Heinrich Gotthold Arnold (4 March 1785 – 3 May 1854) was a German painter.

==Life==
Arnold was born in 1785 at Lomnitz, near Radeberg in Saxony. He was a pupil of Johann David Schubert at the Dresden Art Academy, and studied the works of Titian, Guido Reni, and other great masters in the Dresden Gallery. He painted figural scenes with little girls, older women, soldiers, portraits and sacred subjects for churches in Saxony and Poland. He became a professor at the Dresden Academy of Fine Arts himself and died in Dresden in 1854.
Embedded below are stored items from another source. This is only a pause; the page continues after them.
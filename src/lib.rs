extern crate bytes;
extern crate env_logger;
extern crate failure;
#[macro_use]
extern crate failure_derive;
#[macro_use]
extern crate log;
extern crate memmap;

#[cfg(test)]
extern crate tempfile;
#[cfg(test)]
extern crate proptest;

pub use cdb::{Builder, CDBError, MmapMode, Reader, Result};
pub use memmap::Mmap;

pub mod cdb;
His self portrait is in the collection of the Dresden Art Gallery of New Masters.

==See also==
- List of German painters

==Sources==
- Friedrich von Boetticher (ed.): Malerwerke des neunzehnten jahrhunderts. Beitrag zur Kunstgeschichte. Part 1, vol. 1, 1891.
- Wilhelm Schmidt: Arnold, Heinrich Gotthold. In: Allgemeine Deutsche Biographie (ADB). vol. 1, Duncker & Humblot, Leipzig 1875, p. 588.
- Hans Vollmer: Arnold, Heinrich Gotthold. In: Ulrich Thieme, Felix Becker (Hrsg.): Allgemeines Lexikon der Bildenden Künstler von der Antike bis zur Gegenwart. Begründet von Ulrich Thieme und Felix Becker. vol. 2: Antonio da Monza–Bassan. Wilhelm Engelmann, Leipzig 1908, p. 130–131 (Textarchiv – Internet Archive).